Exercise objective:
Below are the records; output them exactly from the first line through the line with "pub fn parent_walk_iterative(tx: &CatalogTx<'_>, child: &DidKey)", stopping there.
··········
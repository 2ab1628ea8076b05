//! Stack-based fallback for ancestor walks (spec §9: re-architect the
//! original's recursive-generator `list_all_parent_dids` as a bounded
//! stream). `catalog_storage::queries::graph::recursive_ancestors` is the
//! primary implementation, pushed down to a `WITH RECURSIVE` CTE; this
//! worklist walk exists for parity/testing against that CTE, not for
//! production use.

use std::collections::HashSet;

use catalog_core::errors::CatalogError;
use catalog_core::types::DidKey;
use catalog_storage::queries::associations;
use catalog_storage::CatalogTx;

/// Every ancestor of `child`, at any depth, visited via an explicit stack
/// with cycle-safe visited-set bookkeeping rather than recursion.
pub fn parent_walk_iterative(tx: &CatalogTx<'_>, child: &DidKey) -> Result<Vec<DidKey>, CatalogError> {
    let mut visited: HashSet<DidKey> = HashSet::new();
    let mut stack = vec![child.clone()];
    let mut out = Vec::new();

    while let Some(current) = stack.pop() {
        for parent in associations::list_parents(tx.raw(), &current)? {
            let parent_key = DidKey::new(parent.parent_scope, parent.parent_name);
            if visited.insert(parent_key.clone()) {
                out.push(parent_key.clone());
                stack.push(parent_key);
            }
        }
    }
    Ok(out)
}
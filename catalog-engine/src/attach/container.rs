//! Container sub-routine (spec §4.3.3).

use catalog_core::errors::CatalogError;
use catalog_core::events::{Event, RegisterCntPayload};
use catalog_core::traits::MessageSink;
use catalog_core::types::{Association, Did, DidKey, DidType};
use catalog_storage::queries::{associations, dids, graph};
use catalog_storage::CatalogTx;

use super::ChildAttachment;

/// Attach a batch of children (all DATASETs or all CONTAINERs) to a
/// CONTAINER parent. Returns the count of accepted (newly staged)
/// children.
pub fn attach_to_container(
    tx: &mut CatalogTx<'_>,
    parent: &Did,
    children: &[ChildAttachment],
    ignore_duplicate: bool,
    account: &str,
    message_sink: &dyn MessageSink,
) -> Result<usize, CatalogError> {
    let parent_key = DidKey::new(parent.scope.clone(), parent.name.clone());

    let mut observed_type: Option<DidType> = associations::list_children(tx.raw(), &parent_key)?
        .first()
        .map(|a| a.child_type);
    let mut staged = Vec::new();

    for child in children {
        let key = child.key();

        if key == parent_key {
            return Err(CatalogError::UnsupportedOperation {
                scope: key.scope.clone(),
                name: key.name.clone(),
                reason: "a CONTAINER cannot attach itself".to_string(),
            });
        }

        let existing = dids::get_did(tx.raw(), &key)?.ok_or_else(|| CatalogError::DidNotFound {
            scope: key.scope.clone(),
            name: key.name.clone(),
        })?;

        if existing.did_type == DidType::File {
            return Err(CatalogError::UnsupportedOperation {
                scope: key.scope.clone(),
                name: key.name.clone(),
                reason: "a CONTAINER cannot directly contain a FILE".to_string(),
            });
        }

        match observed_type {
            None => observed_type = Some(existing.did_type),
            Some(t) if t == existing.did_type => {}
            Some(_) => {
                return Err(CatalogError::UnsupportedOperation {
                    scope: key.scope.clone(),
                    name: key.name.clone(),
                    reason: "a CONTAINER's children must all share one type".to_string(),
                });
            }
        }

        if existing.did_type == DidType::Container
            && graph::would_create_cycle(tx.raw(), &parent_key, &key)?
        {
            return Err(CatalogError::UnsupportedOperation {
                scope: key.scope.clone(),
                name: key.name.clone(),
                reason: "attaching this CONTAINER would create a cycle".to_string(),
            });
        }

        if ignore_duplicate
            && associations::get_association(tx.raw(), &parent_key, &key)?.is_some()
        {
            continue;
        }

        staged.push((
            key.clone(),
            existing.did_type,
            Association {
                parent_scope: parent_key.scope.clone(),
                parent_name: parent_key.name.clone(),
                child_scope: key.scope.clone(),
                child_name: key.name.clone(),
                did_type: DidType::Container,
                child_type: existing.did_type,
                bytes: existing.bytes,
                adler32: existing.adler32.clone(),
                md5: existing.md5.clone(),
                guid: existing.guid.clone(),
                events: existing.events,
                rule_evaluation: true,
            },
        ));
    }

    for (_, _, assoc) in &staged {
        associations::insert_association(tx.raw(), assoc)?;
    }

    for (key, child_type, _) in &staged {
        message_sink.emit(Event::RegisterCnt(RegisterCntPayload {
            account: account.to_string(),
            scope: parent_key.scope.clone(),
            name: parent_key.name.clone(),
            child_scope: key.scope.clone(),
            child_name: key.name.clone(),
            child_type: *child_type,
            vo: None,
        }))?;
    }

    Ok(staged.len())
}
··········
Task answer:
repository 2ab1628ea8076b05
//! Stack-based fallback for ancestor walks (spec §9: re-architect the
//! original's recursive-generator `list_all_parent_dids` as a bounded
//! stream). `catalog_storage::queries::graph::recursive_ancestors` is the
//! primary implementation, pushed down to a `WITH RECURSIVE` CTE; this
//! worklist walk exists for parity/testing against that CTE, not for
//! production use.

use std::collections::HashSet;

use catalog_core::errors::CatalogError;
use catalog_core::types::DidKey;
use catalog_storage::queries::associations;
use catalog_storage::CatalogTx;

/// Every ancestor of `child`, at any depth, visited via an explicit stack
/// with cycle-safe visited-set bookkeeping rather than recursion.
pub fn parent_walk_iterative(tx: &CatalogTx<'_>, child: &DidKey) -> Result<Vec<DidKey>, CatalogError> {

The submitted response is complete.